Last week, several acquaintances emailed me a piece by Segun Odunuyi x-raying the sectional character of President Buhari’s appointments in the security sector. Mr. Odunuyi began by stating, “With the recent appointment of a new Inspector-General of Police, Nigeria’s entire security architecture took on a distinct sectional shape.” He then gave a breakdown of the heads of the various security departments, showing that virtually all of them were Northern Muslims. They include Defence Minister, Mansur Dan-Ali; the Director General of the Department of State Security, Mamman Daura; Chief of Army Staff, General Tukur Buratai; Chief of Air Staff, Abubakar Sadique; IG of Police, Ibrahim Idris; National Security Adviser, Babagana Monguno; Controller General of Immigration, Muhammed Babandede; Commandant General of the Nigeria Security and Civil Defence Corps, Abdullahi Gana Muhammadu; the Comptroller-General of Customs, Colonel Hameed Ibrahim Ali (rtd.); Comptroller-General of the Nigeria Prisons Service, Ahmed Ja’afaru; Chairman of the Economic and Financial Crimes Commission, Ibrahim Magu, and Minister of the Interior, General Abdulrahman Bello Dambazau (rtd.). 

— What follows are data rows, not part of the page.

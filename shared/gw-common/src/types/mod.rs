//! Shared Types

mod session;
mod webhook;

pub use session::*;
pub use webhook::*;
//! Webhook Database Queries
//!
//! Default target and per-session overrides.
//! Uses runtime queries (`sqlx::query` / `sqlx::query_as`) to avoid
//! requiring a live database at compile time.

use chrono::{DateTime, Utc};
use sqlx::PgPool;

use super::types::{WebhookScope, WebhookTarget};

#[derive(Debug, sqlx::FromRow)]
struct DefaultRow {
    url: String,
    secret: Option<String>,
    updated_at: DateTime<Utc>,
}

#[derive(Debug, sqlx::FromRow)]
struct OverrideRow {
    agent_id: String,
    url: String,
    secret: Option<String>,
    updated_at: DateTime<Utc>,
}

/// Load the default target, if one was saved.
pub async fn get_default(pool: &PgPool) -> sqlx::Result<Option<WebhookTarget>> {
    let row = sqlx::query_as::<_, DefaultRow>(
        "SELECT url, secret, updated_at FROM webhook_config WHERE id = 1",
    )
    .fetch_optional(pool)
    .await?;

    Ok(row.map(|r| WebhookTarget {
        scope: WebhookScope::Default,
        url: r.url,
        secret: r.secret,
        updated_at: r.updated_at,
    }))
}

/// Save the default target (singleton row).
pub async fn upsert_default(pool: &PgPool, target: &WebhookTarget) -> sqlx::Result<()> {
    sqlx::query(
        r"
        INSERT INTO webhook_config (id, url, secret, updated_at)
        VALUES (1, $1, $2, $3)
        ON CONFLICT (id) DO UPDATE SET
            url = EXCLUDED.url,
            secret = EXCLUDED.secret,
            updated_at = EXCLUDED.updated_at
        ",
    )
    .bind(&target.url)
    .bind(target.secret.as_deref())
    .bind(target.updated_at)
    .execute(pool)
    .await?;

    Ok(())
}

/// Load every session override.
pub async fn list_overrides(pool: &PgPool) -> sqlx::Result<Vec<WebhookTarget>> {
    let rows = sqlx::query_as::<_, OverrideRow>(
        "SELECT agent_id, url, secret, updated_at FROM agent_webhook_config",
    )
    .fetch_all(pool)
    .await?;

    Ok(rows
        .into_iter()
        .map(|r| WebhookTarget {
            scope: WebhookScope::SessionOverride(r.agent_id),
            url: r.url,
            secret: r.secret,
            updated_at: r.updated_at,
        })
        .collect())
}

/// Save a session override.
pub async fn upsert_override(
    pool: &PgPool,
    agent_id: &str,
    target: &WebhookTarget,
) -> sqlx::Result<()> {
    sqlx::query(
        r"
        INSERT INTO agent_webhook_config (agent_id, url, secret, updated_at)
        VALUES ($1, $2, $3, $4)
        ON CONFLICT (agent_id) DO UPDATE SET
            url = EXCLUDED.url,
            secret = EXCLUDED.secret,
            updated_at = EXCLUDED.updated_at
        ",
    )
    .bind(agent_id)
    .bind(&target.url)
    .bind(target.secret.as_deref())
    .bind(target.updated_at)
    .execute(pool)
    .await?;

    Ok(())
}

/// Delete a session override. Returns whether a row was removed.
pub async fn delete_override(pool: &PgPool, agent_id: &str) -> sqlx::Result<bool> {
    let result = sqlx::query("DELETE FROM agent_webhook_config WHERE agent_id = $1")
        .bind(agent_id)
        .execute(pool)
        .await?;
    Ok(result.rows_affected() > 0)
}
//! Webhook Delivery
//!
//! Sends one signed payload to one target with bounded exponential backoff.
//! Network errors and non-2xx responses are retried; exhaustion is reported
//! to the caller and never escalated.

use std::time::Duration;

use rand::Rng;
use reqwest::header::CONTENT_TYPE;
use reqwest::Client;
use tracing::{debug, warn};
use uuid::Uuid;

use super::signing;
use super::types::{DeliveryOutcome, WebhookTarget};

/// Header carrying a per-delivery id, stable across retries.
pub const DELIVERY_ID_HEADER: &str = "X-Go-Wa-Delivery";

#[derive(Debug, Clone)]
pub struct WebhookSender {
    client: Client,
    max_attempts: u32,
    backoff: Duration,
}

impl WebhookSender {
    pub fn new(timeout: Duration, max_attempts: u32, backoff: Duration) -> reqwest::Result<Self> {
        let client = Client::builder().timeout(timeout).build()?;
        Ok(Self {
            client,
            max_attempts: max_attempts.max(1),
            backoff,
        })
    }

    /// Deliver `body` to `target`, signing it when the target has a secret.
    pub async fn send(&self, target: &WebhookTarget, body: Vec<u8>) -> DeliveryOutcome {
        let signature = target
            .secret
            .as_deref()
            .map(|secret| signing::signature_header(secret, &body));
        let delivery_id = Uuid::now_v7().to_string();
        let mut last_error = String::new();

        for attempt in 1..=self.max_attempts {
            let mut request = self
                .client
                .post(&target.url)
                .header(CONTENT_TYPE, "application/json")
                .header(DELIVERY_ID_HEADER, &delivery_id)
                .body(body.clone());
            if let Some(signature) = &signature {
                request = request.header(signing::SIGNATURE_HEADER, signature);
            }

            match request.send().await {
                Ok(response) if response.status().is_success() => {
                    let status = response.status().as_u16();
                    debug!(url = %target.url, attempt, status, "Webhook delivered");
                    return DeliveryOutcome::Delivered {
                        attempts: attempt,
                        status,
                    };
                }
                Ok(response) => last_error = format!("HTTP {}", response.status().as_u16()),
                Err(e) => last_error = e.to_string(),
            }

            warn!(
                url = %target.url,
                attempt,
                max_attempts = self.max_attempts,
                error = %last_error,
                "Webhook delivery attempt failed"
            );
            if attempt < self.max_attempts {
                tokio::time::sleep(backoff_delay(self.backoff, attempt)).await;
            }
        }

        DeliveryOutcome::Exhausted {
            attempts: self.max_attempts,
            last_error,
        }
    }
}

/// `base * 2^(attempt-1)` plus up to half of `base` in jitter.
fn backoff_delay(base: Duration, attempt: u32) -> Duration {
    let exp = base.saturating_mul(1u32 << (attempt - 1).min(16));
    let jitter_ms = u64::try_from(base.as_millis() / 2).unwrap_or(u64::MAX);
    let jitter = if jitter_ms == 0 {
        0
    } else {
        rand::thread_rng().gen_range(0..=jitter_ms)
    };
    exp.saturating_add(Duration::from_millis(jitter))
}
//! Authentication
//!
//! Optional HTTP basic auth over the admin and session routes.

mod error;
mod middleware;

pub use error::AuthError;
pub use middleware::require_basic_auth;
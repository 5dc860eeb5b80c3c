//! Admin Console Routes
//!
//! Endpoints the admin console drives:
//! - Default webhook configuration
//! - Session listing and per-session webhook overrides

use axum::{routing::get, Router};

use crate::api::AppState;
use crate::{sessions, webhooks};

/// Create the admin router.
pub fn router() -> Router<AppState> {
    Router::new()
        .route(
            "/webhook-config",
            get(webhooks::handlers::get_default).post(webhooks::handlers::save_default),
        )
        .route("/sessions", get(sessions::handlers::list_sessions))
        .route(
            "/sessions/{agent_id}/webhook",
            get(webhooks::handlers::get_override)
                .post(webhooks::handlers::save_override)
                .delete(webhooks::handlers::clear_override),
        )
}
//! Session Types

use chrono::{DateTime, Utc};
use serde::{Deserialize, Serialize};

/// Lifecycle state of a messaging-agent session.
///
/// `Authenticated` and `Failed` are terminal. `Expired` is not: a refresh that
/// reissues a QR token moves the session back to `AwaitingScan`.
#[derive(Debug, Clone, Copy, PartialEq, Eq, Hash, Serialize, Deserialize, Default)]
#[serde(rename_all = "snake_case")]
pub enum SessionState {
    /// Provisioned, no QR token issued yet.
    #[default]
    Created,
    /// A QR token is live and waiting to be scanned.
    AwaitingScan,
    /// The transport confirmed a completed scan.
    Authenticated,
    /// The token's validity window elapsed without a scan.
    Expired,
    /// Unrecoverable provisioning or transport error.
    Failed,
}

impl SessionState {
    /// Parse from the snake-case form (e.g., `"awaiting_scan"`).
    pub fn parse_str(s: &str) -> Option<Self> {
        match s {
            "created" => Some(Self::Created),
            "awaiting_scan" => Some(Self::AwaitingScan),
            "authenticated" => Some(Self::Authenticated),
            "expired" => Some(Self::Expired),
            "failed" => Some(Self::Failed),
            _ => None,
        }
    }

    /// Convert to the snake-case string form.
    pub const fn as_str(&self) -> &'static str {
        match self {
            Self::Created => "created",
            Self::AwaitingScan => "awaiting_scan",
            Self::Authenticated => "authenticated",
            Self::Expired => "expired",
            Self::Failed => "failed",
        }
    }

    /// No transition leaves a terminal state.
    pub const fn is_terminal(&self) -> bool {
        matches!(self, Self::Authenticated | Self::Failed)
    }

    /// Whether the state machine permits moving from `self` to `next`.
    ///
    /// `AwaitingScan -> AwaitingScan` is the refresh that replaces a live token.
    /// `Created -> Failed` covers a provisioning error before the first token.
    pub const fn can_transition_to(&self, next: Self) -> bool {
        matches!(
            (self, next),
            (Self::Created, Self::AwaitingScan | Self::Failed)
                | (
                    Self::AwaitingScan,
                    Self::AwaitingScan | Self::Authenticated | Self::Expired | Self::Failed
                )
                | (Self::Expired, Self::AwaitingScan | Self::Failed)
        )
    }
}

impl std::fmt::Display for SessionState {
    fn fmt(&self, f: &mut std::fmt::Formatter<'_>) -> std::fmt::Result {
        f.write_str(self.as_str())
    }
}

/// Request body for `POST /sessions`.
#[derive(Debug, Clone, Default, Serialize, Deserialize)]
#[serde(rename_all = "camelCase")]
pub struct CreateSessionRequest {
    #[serde(default)]
    pub user_id: String,
    #[serde(default)]
    pub agent_id: String,
    #[serde(default)]
    pub agent_name: String,
    /// Falls back to the user's active API key when absent.
    #[serde(default, rename = "apikey", skip_serializing_if = "Option::is_none")]
    pub api_key: Option<String>,
    /// Overrides the default inference endpoint.
    #[serde(default, skip_serializing_if = "Option::is_none")]
    pub endpoint_url_run: Option<String>,
}

/// A scannable QR payload rendered for transport over JSON.
#[derive(Debug, Clone, PartialEq, Eq, Serialize, Deserialize)]
#[serde(rename_all = "camelCase")]
pub struct QrData {
    pub content_type: String,
    pub base64: String,
}

#[derive(Debug, Clone, Serialize, Deserialize)]
#[serde(rename_all = "camelCase")]
pub struct Timestamps {
    pub created_at: DateTime<Utc>,
    pub updated_at: DateTime<Utc>,
}

/// Response for `POST /sessions` and `POST /sessions/{agentId}/reconnect`.
///
/// `qr` is present only when the transport issued a token synchronously.
#[derive(Debug, Clone, Serialize, Deserialize)]
#[serde(rename_all = "camelCase")]
pub struct CreateSessionResponse {
    pub is_ready: bool,
    pub session_state: SessionState,
    #[serde(default, skip_serializing_if = "Option::is_none")]
    pub qr: Option<QrData>,
    pub timestamps: Timestamps,
}

/// Response for `GET /sessions/{agentId}`.
#[derive(Debug, Clone, Serialize, Deserialize)]
#[serde(rename_all = "camelCase")]
pub struct GetSessionResponse {
    pub agent_id: String,
    pub agent_name: String,
    pub is_ready: bool,
    pub session_state: SessionState,
    pub endpoint_url_run: String,
    #[serde(default, skip_serializing_if = "Option::is_none")]
    pub qr: Option<QrData>,
    #[serde(default, skip_serializing_if = "Option::is_none")]
    pub qr_updated_at: Option<DateTime<Utc>>,
    pub refresh_active: bool,
    /// Last refresh-loop failure, if the loop stopped on an error.
    #[serde(default, skip_serializing_if = "Option::is_none")]
    pub last_error: Option<String>,
    pub timestamps: Timestamps,
}

/// Response for `POST /sessions/{agentId}/qr`.
#[derive(Debug, Clone, Serialize, Deserialize)]
#[serde(rename_all = "camelCase")]
pub struct GetQrResponse {
    pub qr: QrData,
    pub qr_updated_at: DateTime<Utc>,
}

/// Response for the refresh-loop control endpoints.
#[derive(Debug, Clone, Serialize, Deserialize)]
#[serde(rename_all = "camelCase")]
pub struct RefreshLoopResponse {
    pub agent_id: String,
    pub active: bool,
    #[serde(default, skip_serializing_if = "Option::is_none")]
    pub interval_secs: Option<u64>,
}

#[derive(Debug, Clone, Serialize, Deserialize)]
pub struct DeleteSessionResponse {
    pub deleted: bool,
}

/// Lightweight view of a session for admin listing.
#[derive(Debug, Clone, Serialize, Deserialize)]
#[serde(rename_all = "camelCase")]
pub struct SessionSummary {
    pub user_id: String,
    pub agent_id: String,
    pub agent_name: String,
    pub status: SessionState,
}

#[derive(Debug, Clone, Serialize, Deserialize)]
pub struct SessionListResponse {
    pub sessions: Vec<SessionSummary>,
}

#[cfg(test)]
mod tests {
    use super::*;

    #[test]
    fn state_round_trips_through_str() {
        for state in [
            SessionState::Created,
            SessionState::AwaitingScan,
            SessionState::Authenticated,
            SessionState::Expired,
            SessionState::Failed,
        ] {
            assert_eq!(SessionState::parse_str(state.as_str()), Some(state));
        }
        assert_eq!(SessionState::parse_str("connected"), None);
    }

    #[test]
    fn permitted_transitions() {
        use SessionState::*;
        assert!(Created.can_transition_to(AwaitingScan));
        assert!(AwaitingScan.can_transition_to(Authenticated));
        assert!(AwaitingScan.can_transition_to(Expired));
        assert!(AwaitingScan.can_transition_to(AwaitingScan));
        assert!(Expired.can_transition_to(AwaitingScan));
        assert!(Expired.can_transition_to(Failed));
        assert!(AwaitingScan.can_transition_to(Failed));
    }

    #[test]
    fn terminal_states_have_no_exits() {
        use SessionState::*;
        for next in [Created, AwaitingScan, Authenticated, Expired, Failed] {
            assert!(!Authenticated.can_transition_to(next));
            assert!(!Failed.can_transition_to(next));
        }
        assert!(!Created.can_transition_to(Authenticated));
        assert!(!Expired.can_transition_to(Authenticated));
        assert!(!Created.can_transition_to(Expired));
    }

    #[test]
    fn create_request_accepts_console_field_names() {
        let req: CreateSessionRequest = serde_json::from_str(
            r#"{"userId":"u1","agentId":"a1","agentName":"Bot","apikey":"k","endpointUrlRun":"https://ai.example/run"}"#,
        )
        .unwrap();
        assert_eq!(req.user_id, "u1");
        assert_eq!(req.api_key.as_deref(), Some("k"));
        assert_eq!(req.endpoint_url_run.as_deref(), Some("https://ai.example/run"));
    }

    #[test]
    fn create_response_omits_absent_qr() {
        let now = Utc::now();
        let resp = CreateSessionResponse {
            is_ready: false,
            session_state: SessionState::Created,
            qr: None,
            timestamps: Timestamps {
                created_at: now,
                updated_at: now,
            },
        };
        let json = serde_json::to_value(&resp).unwrap();
        assert!(json.get("qr").is_none());
        assert_eq!(json["sessionState"], "created");
    }
}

Buhari’s record of appointments has proved disastrous in other ways 

Apart from creating the impression that his vision of Nigeria is a deeply fractured one, President Buhari’s record of appointments has proved disastrous in other ways. Just last week, the Police Service Commission announced the retirement of 21 Assistant Inspectors General of Police, all of them senior to Mr. Idris, the president’s choice for acting IGP. Unless Mr. Buhari can demonstrate that the acting IG is something of a police genius and all the retired officers were deadwoods or worse, his decision to elevate Mr. Idris over many of his superiors has cost Nigeria the service and experience of too many officers who were not statutorily due for retirement. It’s called a waste of manpower. It may be the case that the president is incapable of broadening his horizon when he has a job to fill. In that event, it behooves those closest to him—especially the Muslims and Northerners whose counsel he is likely to listen to—to point him to higher ideals of fairness. These advisers ought to alert the president to take a hard look at the map of Nigeria—especially its southern half—when next he must make a significant appointment.